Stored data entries
Start of Block

//! Retry logic with exponential backoff
//!
//! This module provides configurable retry logic for transient failures.
//! It implements exponential backoff with optional jitter to prevent thundering herd.
//!
//! # Example
//!
//! ```no_run
//! use manga_dl::retry::{IsRetryable, fetch_with_retry};
//! use manga_dl::config::RetryConfig;
//!
//! #[derive(Debug)]
//! enum MyError {
//!     Transient,
//!     Permanent,
//! }
//!
//! impl IsRetryable for MyError {
//!     fn is_retryable(&self) -> bool {
//!         matches!(self, MyError::Transient)
//!     }
//! }
//!
//! impl std::fmt::Display for MyError {
//!     fn fmt(&self, f: &mut std::fmt::Formatter<'_>) -> std::fmt::Result {
//!         write!(f, "{self:?}")
//!     }
//! }
//!
//! # async fn example() -> Result<(), MyError> {
//! let config = RetryConfig::default();
//! let result = fetch_with_retry(&config, || async {
//!     // Your operation here
//!     Ok::<_, MyError>(())
//! }).await?;
//! # Ok(())
//! # }
//! ```

use crate::config::RetryConfig;
use crate::error::Error;
use rand::Rng;
use std::future::Future;
use std::time::Duration;

/// Trait for errors that can be classified as retryable or not
///
/// Transient failures (network timeouts, server errors, connection reset) should return `true`.
/// Permanent failures (not found, auth rejection, corrupt data) should return `false`.
pub trait IsRetryable {
    /// Returns true if the error is transient and the operation should be retried
    fn is_retryable(&self) -> bool;
}

/// Implementation of IsRetryable for our Error type
impl IsRetryable for Error {
    fn is_retryable(&self) -> bool {
        match self {
            // HTTP client errors: retry timeouts, connect failures and
            // mid-body disconnects
            Error::Http(e) => e.is_timeout() || e.is_connect() || e.is_request(),
            // Server-side trouble and throttling are transient; client errors
            // like 404 or 403 are permanent
            Error::Status { status, .. } => {
                *status >= 500 || *status == 429 || *status == 408
            }
            // A 200 with no payload is treated as a permanent source defect
            Error::EmptyBody { .. } => false,
            // I/O errors can be retryable in some cases
            Error::Io(e) => matches!(
                e.kind(),
                std::io::ErrorKind::TimedOut
                    | std::io::ErrorKind::ConnectionRefused
                    | std::io::ErrorKind::ConnectionReset
                    | std::io::ErrorKind::ConnectionAborted
                    | std::io::ErrorKind::NotConnected
                    | std::io::ErrorKind::BrokenPipe
                    | std::io::ErrorKind::Interrupted
            ),
            // Provider failures are unit-level, never retried at this layer
            Error::Provider(_) => false,
            // Packaging errors are permanent (missing or unreadable page files)
            Error::Package(_) => false,
            // Config errors are permanent
            Error::Config { .. } => false,
            // A chapter with no pages will not grow pages on retry
            Error::EmptyChapter { .. } => false,
            // Cancellation is terminal, not a fault
            Error::Cancelled => false,
            // Unknown errors - be conservative and don't retry
            Error::Other(_) => false,
        }
    }
}

/// Execute an async operation with exponential backoff retry logic
///
/// # Arguments
///
/// * `config` - Retry configuration (max attempts, delays, backoff multiplier, jitter)
/// * `operation` - Async closure that returns Result<T, E> where E implements IsRetryable
///
/// # Returns
///
/// Returns the successful result or the last error after all retry attempts are exhausted.
///
/// # Example
///
/// ```no_run
/// use manga_dl::retry::fetch_with_retry;
/// use manga_dl::config::RetryConfig;
/// use manga_dl::error::Error;
///
/// # async fn example() -> Result<(), Error> {
/// let config = RetryConfig::default();
/// let result = fetch_with_retry(&config, || async {
///     // Simulate a network operation that might fail
///     Ok::<String, Error>("success".to_string())
/// }).await?;
/// # Ok(())
/// # }
/// ```
pub async fn fetch_with_retry<F, Fut, T, E>(config: &RetryConfig, mut operation: F) -> Result<T, E>
where
    F: FnMut() -> Fut,
    Fut: Future<Output = Result<T, E>>,
    E: IsRetryable + std::fmt::Display,
{
    let mut attempt = 0;
    let mut delay = config.initial_delay;

    loop {
        match operation().await {
            Ok(result) => {
                if attempt > 0 {
                    tracing::info!(attempts = attempt + 1, "Operation succeeded after retry");
                }
                return Ok(result);
            }
            Err(e) if e.is_retryable() && attempt < config.max_attempts => {
                attempt += 1;

                tracing::warn!(
                    error = %e,
                    attempt = attempt,
                    max_attempts = config.max_attempts,
                    delay_ms = delay.as_millis(),
                    "Operation failed, retrying"
                );

                // Calculate jittered delay
                let jittered_delay = if config.jitter {
                    add_jitter(delay)
                } else {
                    delay
                };

                // Wait before retrying
                tokio::time::sleep(jittered_delay).await;

                // Calculate next delay with exponential backoff
                let next_delay =
                    Duration::from_secs_f64(delay.as_secs_f64() * config.backoff_multiplier);
                delay = next_delay.min(config.max_delay);
            }
            Err(e) => {
                if e.is_retryable() {
                    tracing::error!(
                        error = %e,
                        attempts = attempt + 1,
                        "Operation failed after all retry attempts exhausted"
                    );
                } else {
                    tracing::error!(
                        error = %e,
                        "Operation failed with non-retryable error"
                    );
                }
                return Err(e);
            }
        }
    }
}

/// Add random jitter to a delay to prevent thundering herd
///
/// Jitter is uniformly distributed between 0% and 100% of the delay.
/// This means the actual delay will be between `delay` and `2 * delay`.
///
/// # Arguments
///
/// * `delay` - Base delay duration
///
/// # Returns
///
/// Jittered delay duration
fn add_jitter(delay: Duration) -> Duration {
    let mut rng = rand::thread_rng();
    let jitter_factor: f64 = rng.gen_range(0.0..=1.0);
    let jittered_secs = delay.as_secs_f64() * (1.0 + jitter_factor);
    Duration::from_secs_f64(jittered_secs)
}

End of Block

*Task requirements*
Please write out exactly the lines from the start of the data through the line that contains "permanent source defect", both ends included, and nothing else.

*Your response*
//! Retry logic with exponential backoff
//!
//! This module provides configurable retry logic for transient failures.
//! It implements exponential backoff with optional jitter to prevent thundering herd.
//!
//! # Example
//!
//! ```no_run
//! use manga_dl::retry::{IsRetryable, fetch_with_retry};
//! use manga_dl::config::RetryConfig;
//!
//! #[derive(Debug)]
//! enum MyError {
//!     Transient,
//!     Permanent,
//! }
//!
//! impl IsRetryable for MyError {
//!     fn is_retryable(&self) -> bool {
//!         matches!(self, MyError::Transient)
//!     }
//! }
//!
//! impl std::fmt::Display for MyError {
//!     fn fmt(&self, f: &mut std::fmt::Formatter<'_>) -> std::fmt::Result {
//!         write!(f, "{self:?}")
//!     }
//! }
//!
//! # async fn example() -> Result<(), MyError> {
//! let config = RetryConfig::default();
//! let result = fetch_with_retry(&config, || async {
//!     // Your operation here
//!     Ok::<_, MyError>(())
//! }).await?;
//! # Ok(())
//! # }
//! ```

use crate::config::RetryConfig;
use crate::error::Error;
use rand::Rng;
use std::future::Future;
use std::time::Duration;

/// Trait for errors that can be classified as retryable or not
///
/// Transient failures (network timeouts, server errors, connection reset) should return `true`.
/// Permanent failures (not found, auth rejection, corrupt data) should return `false`.
pub trait IsRetryable {
    /// Returns true if the error is transient and the operation should be retried
    fn is_retryable(&self) -> bool;
}

/// Implementation of IsRetryable for our Error type
impl IsRetryable for Error {
    fn is_retryable(&self) -> bool {
        match self {
            // HTTP client errors: retry timeouts, connect failures and
            // mid-body disconnects
            Error::Http(e) => e.is_timeout() || e.is_connect() || e.is_request(),
            // Server-side trouble and throttling are transient; client errors
            // like 404 or 403 are permanent
            Error::Status { status, .. } => {
                *status >= 500 || *status == 429 || *status == 408
            }
            // A 200 with no payload is treated as a permanent source defect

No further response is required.